__TASK DIRECTIONS__: From the entries below, copy every line holding the word "through".

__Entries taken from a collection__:
———

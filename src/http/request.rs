//! HTTP/1.1 request building.
//!
//! # Responsibilities
//! - Request line, with absolute-form URIs when routed through a proxy
//! - Bearer token attachment for backend-bound requests
//! - Protocol headers (Host, Content-Length, ...) and proxy headers
//! - Deterministic wire serialization (headers sorted by name)

use std::collections::BTreeMap;

use base64::Engine;

use crate::agent::AgentDetails;
use crate::error::MessagingError;
use crate::net::{ConnectionKey, ProxySettings};

/// Body marker of an agent registration request, which must go out without a token.
const REGISTRATION_MARKER: &str = r#""authenticationMethod": "token""#;

#[derive(Debug, Clone, Copy, PartialEq, Eq, Hash)]
pub enum HttpMethod {
    Get,
    Post,
    Patch,
    Put,
    Delete,
    Connect,
}

impl HttpMethod {
    pub fn as_str(&self) -> &'static str {
        match self {
            HttpMethod::Get => "GET",
            HttpMethod::Post => "POST",
            HttpMethod::Patch => "PATCH",
            HttpMethod::Put => "PUT",
            HttpMethod::Delete => "DELETE",
            HttpMethod::Connect => "CONNECT",
        }
    }
}

impl std::fmt::Display for HttpMethod {
    fn fmt(&self, f: &mut std::fmt::Formatter<'_>) -> std::fmt::Result {
        f.write_str(self.as_str())
    }
}

impl std::str::FromStr for HttpMethod {
    type Err = MessagingError;

    fn from_str(s: &str) -> Result<Self, Self::Err> {
        match s.to_ascii_uppercase().as_str() {
            "GET" => Ok(HttpMethod::Get),
            "POST" => Ok(HttpMethod::Post),
            "PATCH" => Ok(HttpMethod::Patch),
            "PUT" => Ok(HttpMethod::Put),
            "DELETE" => Ok(HttpMethod::Delete),
            "CONNECT" => Ok(HttpMethod::Connect),
            other => Err(MessagingError::Config(format!("unsupported HTTP method '{other}'"))),
        }
    }
}

/// What the builder needs to know about the connection a request will travel on.
#[derive(Debug, Clone, Copy)]
pub struct RequestTarget<'a> {
    pub key: &'a ConnectionKey,
    pub proxy: Option<&'a ProxySettings>,
    pub unsecure: bool,
    /// Externally supplied `Authorization` value, used instead of the agent token.
    pub credential: Option<&'a str>,
    /// Attach `Authorization` at all.
    pub send_access_token: bool,
}

/// A request ready for serialization.
#[derive(Debug, Clone, PartialEq, Eq)]
pub struct HttpRequest {
    method: HttpMethod,
    request_line: String,
    headers: BTreeMap<String, String>,
    body: String,
}

impl HttpRequest {
    /// Build a request for `target`.
    ///
    /// Fails with [`MessagingError::Auth`] when a bearer token is required but
    /// the agent has none.
    pub fn prepare(
        target: &RequestTarget<'_>,
        agent: &dyn AgentDetails,
        method: HttpMethod,
        uri: &str,
        headers: &BTreeMap<String, String>,
        body: &str,
    ) -> Result<Self, MessagingError> {
        let mut req = Self {
            method,
            request_line: String::new(),
            headers: headers.clone(),
            body: body.to_string(),
        };

        let external_host = req.has_header("Host");
        if external_host {
            tracing::trace!("Request is not for the fog");
        }
        let skip_token = !target.send_access_token
            || external_host
            || method == HttpMethod::Connect
            || body.contains(REGISTRATION_MARKER);
        req.add_access_token(target, agent, skip_token)?;
        req.set_connection_headers(target, uri);

        if let Some(proxy) = target.proxy {
            req.add_proxy_headers(proxy, target.unsecure || method == HttpMethod::Connect);
        }

        Ok(req)
    }

    /// The CONNECT request that opens a tunnel to `key` through `proxy`.
    pub fn connect(key: &ConnectionKey, proxy: &ProxySettings) -> Self {
        let mut req = Self {
            method: HttpMethod::Connect,
            request_line: String::new(),
            headers: BTreeMap::new(),
            body: String::new(),
        };
        let target = RequestTarget {
            key,
            proxy: Some(proxy),
            unsecure: true,
            credential: None,
            send_access_token: false,
        };
        req.set_connection_headers(&target, "");
        req.add_proxy_headers(proxy, true);
        req
    }

    pub fn method(&self) -> HttpMethod {
        self.method
    }

    pub fn header(&self, key: &str) -> Option<&str> {
        self.headers
            .iter()
            .find(|(k, _)| k.eq_ignore_ascii_case(key))
            .map(|(_, v)| v.as_str())
    }

    pub fn insert_header(&mut self, key: impl Into<String>, value: impl Into<String>) {
        self.headers.insert(key.into(), value.into());
    }

    /// Wire format: request line, headers in name order, blank line, body.
    pub fn to_wire(&self) -> String {
        let mut out = String::with_capacity(self.request_line.len() + self.body.len() + 256);
        out.push_str(&self.request_line);
        out.push_str("\r\n");
        for (key, value) in &self.headers {
            out.push_str(key);
            out.push_str(": ");
            out.push_str(value);
            out.push_str("\r\n");
        }
        out.push_str("\r\n");
        out.push_str(&self.body);
        out
    }

    fn has_header(&self, key: &str) -> bool {
        self.header(key).is_some()
    }

    fn add_access_token(
        &mut self,
        target: &RequestTarget<'_>,
        agent: &dyn AgentDetails,
        skip: bool,
    ) -> Result<(), MessagingError> {
        if skip || self.has_header("Authorization") {
            return Ok(());
        }

        if let Some(credential) = target.credential.filter(|c| !c.is_empty()) {
            self.insert_header("Authorization", credential);
            return Ok(());
        }

        match agent.access_token() {
            Some(token) if !token.is_empty() => {
                self.insert_header("Authorization", format!("Bearer {token}"));
                Ok(())
            }
            _ => Err(MessagingError::Auth("Access token is missing.".to_string())),
        }
    }

    fn set_connection_headers(&mut self, target: &RequestTarget<'_>, uri: &str) {
        let mut host = target.key.host().to_string();

        self.request_line = match self.method {
            HttpMethod::Connect => {
                host = format!("{}:{}", target.key.host(), target.key.port());
                format!("CONNECT {host} HTTP/1.1")
            }
            method => {
                let prefix = if target.proxy.is_some() {
                    format!("http://{host}")
                } else {
                    String::new()
                };
                format!("{method} {prefix}{uri} HTTP/1.1")
            }
        };

        if !self.has_header("Host") {
            self.insert_header("Host", host);
        }
        self.insert_header("Content-Length", self.body.len().to_string());
        self.insert_header("Content-Type", "application/json");
        self.insert_header("Accept-Encoding", "identity");
        if !self.has_header("Connection") {
            self.insert_header("Connection", "keep-alive");
        }
    }

    /// Proxy credentials are only visible to the proxy on unsecured hops and on
    /// the CONNECT request itself.
    /// CONNECT carries them even when the tunnelled target is TLS; agents that
    /// only sent them on unsecured connections behave differently here.
    fn add_proxy_headers(&mut self, proxy: &ProxySettings, expose_credentials: bool) {
        self.insert_header("Accept", "*/*");
        self.insert_header("Proxy-Connection", "Keep-Alive");

        if !expose_credentials {
            return;
        }
        match proxy.auth() {
            Some(auth) if !auth.is_empty() => {
                let encoded = base64::engine::general_purpose::STANDARD.encode(auth.as_bytes());
                self.insert_header("Proxy-Authorization", format!("Basic {encoded}"));
            }
            _ => tracing::trace!("No proxy authentication was set"),
        }
    }
}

———

__REPLY TO THE EXERCISE__:
//! - Request line, with absolute-form URIs when routed through a proxy
    /// The CONNECT request that opens a tunnel to `key` through `proxy`.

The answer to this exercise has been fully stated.